На основе же новой формы и древней, традиционной содержательности и выработалась та школа, в которой выросли необыкновенные таланты, целая плеяда замечательных музыкантов: М. Березовский, А. Ведель, П. Турчанинов, Е. Фомин, В. Пашкевич, И. Хандошкин, С. Давыдов, С. Дегтярев, Ф. Дубянский и многие другие. Имена этих людей вписаны золотыми буквами в книгу нашей истории.
Бортнянский был не только в числе вышеупомянутых композиторов. Он стоял у начала этого ряда. Он был поистине Предшественником, ибо если в русском языке уже проявлялся талант Пушкина, то в русской музыке уже был заметен силуэт Глинки.
Итак, кончина Бортнянского повлекла за собой, как мы уже говорили, начало его новой жизни — в сознании современников и потомков. Уже через месяц П. Турчанинов объявлял на страницах многих изданий о продаже изданий нот Бортнянского в переложении для фортепиано, еще продолжали устраиваться концерты его произведений, словно бы автор не ушел из жизни. Но затем вдруг события стали разворачиваться так, будто неблагоприятность подстерегала память о композиторе издавна.

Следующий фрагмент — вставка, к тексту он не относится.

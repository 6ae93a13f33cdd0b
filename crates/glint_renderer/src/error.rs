//! Render configuration errors.

use glint_scene::SceneError;
use thiserror::Error;

/// Errors reported before or after a render, never during a sample sweep.
#[derive(Error, Debug, Clone, PartialEq, Eq)]
pub enum RenderError {
    #[error("Unknown shader: {0}")]
    UnknownShader(String),

    #[error("Camera {index} out of range ({count} cameras in scene)")]
    CameraOutOfRange { index: usize, count: usize },

    #[error("Invalid scene: {0}")]
    InvalidScene(String),

    #[error("Resolution must be greater than zero")]
    ZeroResolution,

    #[error("Image should have size {expected_width}x{expected_height}, got {width}x{height}")]
    ImageSize {
        width: u32,
        height: u32,
        expected_width: u32,
        expected_height: u32,
    },

    #[error("Expected a linear image")]
    ImageColorSpace,
}

impl From<SceneError> for RenderError {
    fn from(err: SceneError) -> Self {
        RenderError::InvalidScene(err.to_string())
    }
}

pub type RenderResult<T> = Result<T, RenderError>;
//! Render parameters.

use crate::shader::ShaderKind;

/// Default seed basis for the per-pixel generators.
pub const DEFAULT_SEED: u64 = 1301081;

/// Render configuration, immutable for the duration of a render.
#[derive(Debug, Clone, PartialEq)]
pub struct RenderParams {
    /// Index into `Scene::cameras`
    pub camera: usize,
    /// Pixel count along the larger image side
    pub resolution: u32,
    /// Surface shader
    pub shader: ShaderKind,
    /// Maximum samples per pixel
    pub samples: u32,
    /// Maximum path depth
    pub bounces: u32,
    /// Trace pixels sequentially instead of with rayon
    pub noparallel: bool,
    /// Seed basis for the per-pixel generators
    pub seed: u64,
}

impl Default for RenderParams {
    fn default() -> Self {
        Self {
            camera: 0,
            resolution: 720,
            shader: ShaderKind::Raytrace,
            samples: 512,
            bounces: 4,
            noparallel: false,
            seed: DEFAULT_SEED,
        }
    }
}

impl RenderParams {
    pub fn with_camera(mut self, camera: usize) -> Self {
        self.camera = camera;
        self
    }

    pub fn with_resolution(mut self, resolution: u32) -> Self {
        self.resolution = resolution;
        self
    }

    pub fn with_shader(mut self, shader: ShaderKind) -> Self {
        self.shader = shader;
        self
    }

    /// Set sample and bounce budgets.
    pub fn with_quality(mut self, samples: u32, bounces: u32) -> Self {
        self.samples = samples;
        self.bounces = bounces;
        self
    }

    pub fn with_noparallel(mut self, noparallel: bool) -> Self {
        self.noparallel = noparallel;
        self
    }

    pub fn with_seed(mut self, seed: u64) -> Self {
        self.seed = seed;
        self
    }
}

Трагические обстоятельства были связаны с рукописным наследием композитора. Вдова, Анна Ивановна Бортнянская, получила по смерти мужа солидное жалованье-пенсию: почти полный оклад, который получал при дворе Дмитрий Степанович. Но этого было ей, видимо, мало, и она, во-первых, продает дом в Павловске, распродает картинную галерею, собранную композитором и частично не переданную еще в Академию художеств, а затем продает и дом на Большой Миллионной улице. Причины такой распродажи имущества композитора установить ныне, наверное, едва ли возможно. Что это было? Нужда? Долги? Последнее сомнительно, ибо о долгах Бортнянского нигде и никогда ничего не говорится. Скорее, он сам благотворительствовал, нежели просил помощи. Быть может, вдова решила уехать из Петербурга, но позднее это решение переменилось, и хотя об Анне Ивановне мы позднее уже ничего не знаем, дата ее кончины известна — она пережила мужа на 32 года.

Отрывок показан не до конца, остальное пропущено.